A county plan to expand Harford's waste-to-energy plant awaits a decision on funding and bids from manufacturers, who will offer proposals to boost the energy output of the facility in Joppa.
The county recently spent $10 million to upgrade air pollution controls at the 19-year-old plant and has asked the County Council for $60 million for an expansion. Officials say the project would extend the life of the county's landfill in Street and help protect the Chesapeake Bay. Contractor bids on the project are due by the end of May.
"It is where we should be heading," said Robert B. Cooper, county director of public works. "Instead of landfilling trash, we can burn it and use the steam to heat and cool more buildings."
Now operating at full capacity, the Harford Resource Recovery facility on Route 152 burns as much as 360 tons of trash daily and about 120,000 tons annually, more than double the amount of trash that is dumped in the landfill in Street. The expansion would increase the daily incinerator capacity by two-thirds to 600 tons.
"It is basically a power plant," said Frank Henderson, Harford's deputy director of environmental affairs. "We feed it trash, and it makes steam."
Officials say that the plant pays for itself by producing enough steam to power the facility and several Army buildings at Aberdeen Proving Ground. A larger plant would generate more steam and possibly produce electricity that could defray construction costs of the expanded facility, officials said.
The county launched a study of the economic factors involved in increasing the plant's daily capacity, with construction costs estimated at $60 million. Yet given the expected increase in Harford's population from the national military base expansion that is coming to APG, research may find it more practical to build a second plant with an average capacity of 1,200 tons a day, a project estimated to cost about $225 million.
"This is a big investment, but it is the newest technology," Cooper said. "We can reuse most everything out of there. The ash would be higher quality, and we could use it as a cover at the landfill or recycle it."
Building the plant would entail a lengthy application process with the Maryland Department of the Environment and could take more than five years from the time of the initial application to obtaining a building permit. The county would have to meet stringent air quality standards and conduct several public hearings before construction could begin.
In the meantime, space is running out at the Waste Disposal Center, Harford's only county-run landfill.
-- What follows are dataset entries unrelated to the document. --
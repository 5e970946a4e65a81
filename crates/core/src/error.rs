/// Domain-level errors raised while interpreting client input.
#[derive(Debug, Clone, PartialEq, Eq, thiserror::Error)]
pub enum CoreError {
    /// A required field is missing or a field cannot be read as its declared type.
    #[error("Invalid parameter format: {field}")]
    InvalidParameter { field: &'static str },

    /// The create operation requires an image and none was supplied.
    #[error("An image file is required")]
    MissingImage,
}

impl CoreError {
    /// Shorthand for [`CoreError::InvalidParameter`].
    pub fn invalid(field: &'static str) -> Self {
        Self::InvalidParameter { field }
    }
}
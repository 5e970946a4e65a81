//! Theme store gateway.
//!
//! [`ThemeStore`] is the seam between the theme service and persistence. The
//! PostgreSQL implementation delegates to [`ThemeRepo`] and turns a
//! zero-row update or delete into [`StoreError::NotFound`], so callers can
//! tell a missing theme apart from a failing backend.

use async_trait::async_trait;
use escape_core::theme::{ThemeFields, ThemeUpdate};
use escape_core::types::DbId;

use crate::models::theme::Theme;
use crate::repositories::ThemeRepo;
use crate::DbPool;

/// Errors returned by a [`ThemeStore`].
#[derive(Debug, thiserror::Error)]
pub enum StoreError {
    /// No theme row matched the given ID.
    #[error("Theme with id {id} not found")]
    NotFound { id: DbId },

    /// The backend rejected or failed the query.
    #[error("Database error: {0}")]
    Database(#[from] sqlx::Error),
}

/// CRUD access to persisted themes. No business validation happens here.
#[async_trait]
pub trait ThemeStore: Send + Sync {
    /// All themes.
    async fn list_all(&self) -> Result<Vec<Theme>, StoreError>;

    /// Insert a theme and return its generated ID.
    async fn insert(&self, fields: &ThemeFields, image_url: Option<&str>)
        -> Result<DbId, StoreError>;

    /// Overwrite the mutable fields of a theme, returning the affected row count.
    async fn update(&self, id: DbId, changes: &ThemeUpdate) -> Result<u64, StoreError>;

    /// Remove a theme, returning the affected row count.
    async fn delete(&self, id: DbId) -> Result<u64, StoreError>;

    /// Round-trip to the backend, for health reporting.
    async fn ping(&self) -> Result<(), StoreError>;
}

/// [`ThemeStore`] backed by a PostgreSQL pool.
#[derive(Clone)]
pub struct PgThemeStore {
    pool: DbPool,
}

impl PgThemeStore {
    pub fn new(pool: DbPool) -> Self {
        Self { pool }
    }
}

#[async_trait]
impl ThemeStore for PgThemeStore {
    async fn list_all(&self) -> Result<Vec<Theme>, StoreError> {
        Ok(ThemeRepo::list(&self.pool).await?)
    }

    async fn insert(
        &self,
        fields: &ThemeFields,
        image_url: Option<&str>,
    ) -> Result<DbId, StoreError> {
        Ok(ThemeRepo::insert(&self.pool, fields, image_url).await?)
    }

    async fn update(&self, id: DbId, changes: &ThemeUpdate) -> Result<u64, StoreError> {
        affected_or_not_found(id, ThemeRepo::update(&self.pool, id, changes).await?)
    }

    async fn delete(&self, id: DbId) -> Result<u64, StoreError> {
        affected_or_not_found(id, ThemeRepo::delete(&self.pool, id).await?)
    }

    async fn ping(&self) -> Result<(), StoreError> {
        Ok(crate::health_check(&self.pool).await?)
    }
}

/// Map a zero affected-row count to [`StoreError::NotFound`].
pub fn affected_or_not_found(id: DbId, rows: u64) -> Result<u64, StoreError> {
    if rows == 0 {
        tracing::debug!(theme_id = id, "No theme row matched");
        Err(StoreError::NotFound { id })
    } else {
        Ok(rows)
    }
}
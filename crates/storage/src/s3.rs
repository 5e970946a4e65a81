//! S3-backed [`AssetStore`].

use async_trait::async_trait;
use aws_config::{BehaviorVersion, Region};
use aws_credential_types::Credentials;
use aws_sdk_s3::error::DisplayErrorContext;
use aws_sdk_s3::primitives::ByteStream;

use crate::key::{object_key, public_url};
use crate::{AssetStore, AssetStoreError, StoredAsset, UploadedAsset};

/// Name reported for credentials taken from configuration.
const CREDENTIALS_PROVIDER: &str = "escape-config";

/// Object storage settings loaded from environment variables.
#[derive(Debug, Clone)]
pub struct S3Config {
    /// Target bucket.
    pub bucket: String,
    /// Bucket region (default: `ap-northeast-2`).
    pub region: String,
    /// Custom endpoint for S3-compatible stores (MinIO, LocalStack).
    pub endpoint_url: Option<String>,
    /// Use path-style addressing, required by most S3-compatible stores.
    pub force_path_style: bool,
    /// Base URL prepended to object keys in returned URLs.
    pub public_base_url: Option<String>,
    /// Key prefix for uploaded theme images (default: `themes`).
    pub key_prefix: String,
    /// Static access key; the default AWS credential chain is used when unset.
    pub access_key_id: Option<String>,
    pub secret_access_key: Option<String>,
}

impl S3Config {
    /// Load configuration from environment variables.
    ///
    /// | Env Var                   | Default          |
    /// |---------------------------|------------------|
    /// | `AWS_S3_BUCKET_NAME`      | required         |
    /// | `AWS_REGION`              | `ap-northeast-2` |
    /// | `AWS_ENDPOINT_URL`        | unset            |
    /// | `AWS_S3_FORCE_PATH_STYLE` | `false`          |
    /// | `ASSET_PUBLIC_BASE_URL`   | unset            |
    /// | `ASSET_KEY_PREFIX`        | `themes`         |
    /// | `AWS_ACCESS_KEY_ID`       | unset            |
    /// | `AWS_SECRET_ACCESS_KEY`   | unset            |
    pub fn from_env() -> Self {
        let bucket = std::env::var("AWS_S3_BUCKET_NAME").expect("AWS_S3_BUCKET_NAME must be set");

        let region = std::env::var("AWS_REGION").unwrap_or_else(|_| "ap-northeast-2".into());

        let force_path_style = std::env::var("AWS_S3_FORCE_PATH_STYLE")
            .unwrap_or_else(|_| "false".into())
            .parse()
            .expect("AWS_S3_FORCE_PATH_STYLE must be true or false");

        let key_prefix = std::env::var("ASSET_KEY_PREFIX").unwrap_or_else(|_| "themes".into());

        Self {
            bucket,
            region,
            endpoint_url: non_empty_var("AWS_ENDPOINT_URL"),
            force_path_style,
            public_base_url: non_empty_var("ASSET_PUBLIC_BASE_URL"),
            key_prefix,
            access_key_id: non_empty_var("AWS_ACCESS_KEY_ID"),
            secret_access_key: non_empty_var("AWS_SECRET_ACCESS_KEY"),
        }
    }
}

fn non_empty_var(name: &str) -> Option<String> {
    std::env::var(name).ok().filter(|v| !v.trim().is_empty())
}

/// Writes assets to an S3 bucket with `PutObject`.
#[derive(Clone)]
pub struct S3AssetStore {
    client: aws_sdk_s3::Client,
    config: S3Config,
}

impl S3AssetStore {
    /// Build an S3 client from `config`.
    pub async fn connect(config: S3Config) -> Self {
        let mut loader =
            aws_config::defaults(BehaviorVersion::latest()).region(Region::new(config.region.clone()));

        if let Some(endpoint) = &config.endpoint_url {
            loader = loader.endpoint_url(endpoint);
        }

        if let (Some(key_id), Some(secret)) = (&config.access_key_id, &config.secret_access_key) {
            loader = loader.credentials_provider(Credentials::new(
                key_id,
                secret,
                None,
                None,
                CREDENTIALS_PROVIDER,
            ));
        }

        let sdk_config = loader.load().await;
        let s3_config = aws_sdk_s3::config::Builder::from(&sdk_config)
            .force_path_style(config.force_path_style)
            .build();

        tracing::info!(
            bucket = %config.bucket,
            region = %config.region,
            endpoint = ?config.endpoint_url,
            "S3 asset store configured",
        );

        Self {
            client: aws_sdk_s3::Client::from_conf(s3_config),
            config,
        }
    }
}

#[async_trait]
impl AssetStore for S3AssetStore {
    async fn store(&self, asset: UploadedAsset) -> Result<StoredAsset, AssetStoreError> {
        let key = object_key(&self.config.key_prefix, &asset.file_name);
        let size = asset.len();

        self.client
            .put_object()
            .bucket(&self.config.bucket)
            .key(&key)
            .content_type(asset.content_type)
            .body(ByteStream::from(asset.bytes))
            .send()
            .await
            .map_err(|e| AssetStoreError::Upload {
                key: key.clone(),
                reason: DisplayErrorContext(&e).to_string(),
            })?;

        let url = public_url(
            self.config.public_base_url.as_deref(),
            &self.config.bucket,
            &self.config.region,
            &key,
        );
        tracing::debug!(%key, size, "Asset stored");

        Ok(StoredAsset { key, url })
    }
}
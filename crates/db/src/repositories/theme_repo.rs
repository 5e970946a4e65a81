//! Repository for the `themes` table.

use escape_core::theme::{ThemeFields, ThemeUpdate};
use escape_core::types::DbId;
use sqlx::PgPool;

use crate::models::theme::Theme;

/// Column list shared across queries to avoid repetition.
const COLUMNS: &str = "\
    id, title, location, description, difficulty, scariness, \
    image_url, created_at, updated_at";

/// Provides CRUD operations for themes.
pub struct ThemeRepo;

impl ThemeRepo {
    /// List every theme, oldest first.
    pub async fn list(pool: &PgPool) -> Result<Vec<Theme>, sqlx::Error> {
        let query = format!("SELECT {COLUMNS} FROM themes ORDER BY id");
        sqlx::query_as::<_, Theme>(&query).fetch_all(pool).await
    }

    /// Insert a new theme, returning the generated ID.
    pub async fn insert(
        pool: &PgPool,
        fields: &ThemeFields,
        image_url: Option<&str>,
    ) -> Result<DbId, sqlx::Error> {
        sqlx::query_scalar::<_, DbId>(
            "INSERT INTO themes (title, location, description, difficulty, scariness, image_url) \
             VALUES ($1, $2, $3, $4, $5, $6) \
             RETURNING id",
        )
        .bind(&fields.title)
        .bind(&fields.location)
        .bind(&fields.description)
        .bind(fields.difficulty)
        .bind(fields.scariness)
        .bind(image_url)
        .fetch_one(pool)
        .await
    }

    /// Overwrite every mutable column except `image_url`.
    ///
    /// Returns the number of rows affected (0 when the ID does not exist).
    pub async fn update(pool: &PgPool, id: DbId, changes: &ThemeUpdate) -> Result<u64, sqlx::Error> {
        let result = sqlx::query(
            "UPDATE themes SET \
                 title = $2, \
                 location = $3, \
                 description = $4, \
                 difficulty = $5, \
                 scariness = $6, \
                 updated_at = now() \
             WHERE id = $1",
        )
        .bind(id)
        .bind(&changes.title)
        .bind(&changes.location)
        .bind(&changes.description)
        .bind(changes.difficulty)
        .bind(changes.scariness)
        .execute(pool)
        .await?;
        Ok(result.rows_affected())
    }

    /// Delete a theme by ID.
    ///
    /// Returns the number of rows affected (0 when the ID does not exist).
    pub async fn delete(pool: &PgPool, id: DbId) -> Result<u64, sqlx::Error> {
        let result = sqlx::query("DELETE FROM themes WHERE id = $1")
            .bind(id)
            .execute(pool)
            .await?;
        Ok(result.rows_affected())
    }
}
use axum::extract::State;
use axum::routing::get;
use axum::{Json, Router};
use serde::Serialize;

use crate::state::AppState;

#[derive(Serialize)]
struct HealthResponse {
    status: &'static str,
    version: &'static str,
    db_healthy: bool,
}

async fn health_check(State(state): State<AppState>) -> Json<HealthResponse> {
    Json(HealthResponse {
        status: "ok",
        version: env!("CARGO_PKG_VERSION"),
        db_healthy: state.themes.store_healthy().await,
    })
}

pub fn router() -> Router<AppState> {
    Router::new().route("/health", get(health_check))
}
use axum::http::StatusCode;
use axum::response::{IntoResponse, Response};
use escape_core::error::CoreError;
use escape_db::StoreError;
use escape_storage::AssetStoreError;
use serde_json::json;

use crate::response::ApiResponse;

/// `errorCode` values carried by failure envelopes.
pub mod codes {
    pub const INVALID_PARAMETER_FORMAT: &str = "INVALID_PARAMETER_FORMAT";
    pub const MISSING_IMAGE: &str = "MISSING_IMAGE";
    pub const BAD_REQUEST: &str = "BAD_REQUEST";
    pub const PAYLOAD_TOO_LARGE: &str = "PAYLOAD_TOO_LARGE";
    pub const THEME_NOT_FOUND: &str = "THEME_NOT_FOUND";
    pub const DB_ERROR: &str = "DB_ERROR";
    pub const BACKEND_TIMEOUT: &str = "BACKEND_TIMEOUT";
    pub const INTERNAL_SERVER_ERROR: &str = "INTERNAL_SERVER_ERROR";
}

/// Application-level error type for the theme service and HTTP handlers.
///
/// Wraps the domain, persistence, and asset storage errors and converts each
/// into an [`ApiResponse`] failure envelope. Backend details are logged,
/// never returned to the client.
#[derive(Debug, thiserror::Error)]
pub enum AppError {
    /// Invalid client input.
    #[error(transparent)]
    Core(#[from] CoreError),

    /// A theme store failure, including a missing row.
    #[error(transparent)]
    Store(#[from] StoreError),

    /// The object store did not accept an upload.
    #[error(transparent)]
    Asset(#[from] AssetStoreError),

    /// A backend call exceeded the configured timeout.
    #[error("{backend} did not respond in time")]
    Timeout { backend: &'static str },

    /// A malformed request body or unsupported content type.
    #[error("Bad request: {0}")]
    BadRequest(String),

    /// The request body exceeded the configured upload limit.
    #[error("Payload too large: {0}")]
    PayloadTooLarge(String),
}

/// Convenience type alias for service and handler results.
pub type AppResult<T> = Result<T, AppError>;

impl From<AppError> for ApiResponse {
    fn from(err: AppError) -> Self {
        match err {
            AppError::Core(CoreError::InvalidParameter { field }) => ApiResponse::error(
                StatusCode::BAD_REQUEST,
                "Invalid request parameter format",
                codes::INVALID_PARAMETER_FORMAT,
                Some(json!({ "field": field })),
            ),
            AppError::Core(CoreError::MissingImage) => ApiResponse::error(
                StatusCode::BAD_REQUEST,
                "An image file is required",
                codes::MISSING_IMAGE,
                None,
            ),
            AppError::Store(StoreError::NotFound { id }) => ApiResponse::error(
                StatusCode::NOT_FOUND,
                format!("Theme with id {id} not found"),
                codes::THEME_NOT_FOUND,
                Some(json!({ "id": id })),
            ),
            AppError::Store(StoreError::Database(e)) => {
                tracing::error!(error = %e, "Database error");
                ApiResponse::error(
                    StatusCode::INTERNAL_SERVER_ERROR,
                    "Database operation failed",
                    codes::DB_ERROR,
                    None,
                )
            }
            AppError::Asset(e) => {
                tracing::error!(error = %e, "Asset store error");
                ApiResponse::error(
                    StatusCode::INTERNAL_SERVER_ERROR,
                    "Image upload failed",
                    codes::INTERNAL_SERVER_ERROR,
                    None,
                )
            }
            AppError::Timeout { backend } => {
                tracing::error!(backend, "Backend timeout");
                ApiResponse::error(
                    StatusCode::INTERNAL_SERVER_ERROR,
                    "Backend did not respond in time",
                    codes::BACKEND_TIMEOUT,
                    None,
                )
            }
            AppError::BadRequest(msg) => {
                ApiResponse::error(StatusCode::BAD_REQUEST, msg, codes::BAD_REQUEST, None)
            }
            AppError::PayloadTooLarge(msg) => ApiResponse::error(
                StatusCode::PAYLOAD_TOO_LARGE,
                msg,
                codes::PAYLOAD_TOO_LARGE,
                None,
            ),
        }
    }
}

impl IntoResponse for AppError {
    fn into_response(self) -> Response {
        ApiResponse::from(self).into_response()
    }
}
Last week, state environmental officials approved a permit the county must have to move ahead with expansion of the landfill, a 60-acre facility that is expected to reach capacity by the end of next year. If the $3 million addition, planned for 77 acres adjoining the landfill's receiving area, is not completed by early 2009, Harford might have to ship its trash out of the county, officials say.
"We have to proceed with the landfill expansion soon," Cooper said. "We are really cutting ourselves short."
Several neighbors have opposed the landfill expansion and argued instead for adding to the waste-to-energy plant. Diane Burrier of Street said that while neighbors laud the expansion of the Joppa facility, they plan to appeal the state's decision to award the permit for the Street landfill.
"This permit was mistakenly rubber-stamped," Burrier wrote in an e-mail Friday. "We commend our county executive for moving forward with the Waste to Energy expansion facility, but the [landfill] permit should reflect this."
The county buries about 50,500 tons of trash annually in collector cells at the landfill. Harford also boasts Maryland's highest recycling rate of 64 percent.
"The whole idea of expanding the waste-to-energy plant is that we could minimize what can't be burned to just industrial waste," Henderson said. "With an expanded plant, we could extend the life of the landfill beyond numbers even dreamed of today."
A larger plant would require more cooling water, as much as 1 million gallons a day. Technology exists that would allow discharged water to be cleaned and reused in a constant recirculation process, Henderson said.
The process would decrease the amount of fresh water that would be drawn from nearby sources that feed the bay, he said.
"We could actually recirculate as much water as possible and not have to draw fresh water," he said.
It all may come down to cost. While Councilman Chad Shrodes said it is premature to comment on capital projects under consideration for funding, he supports the concept of expanding the facility.
"It is archaic in this day and age to dump trash into the ground," he said. "We need to incinerate as much trash as possible."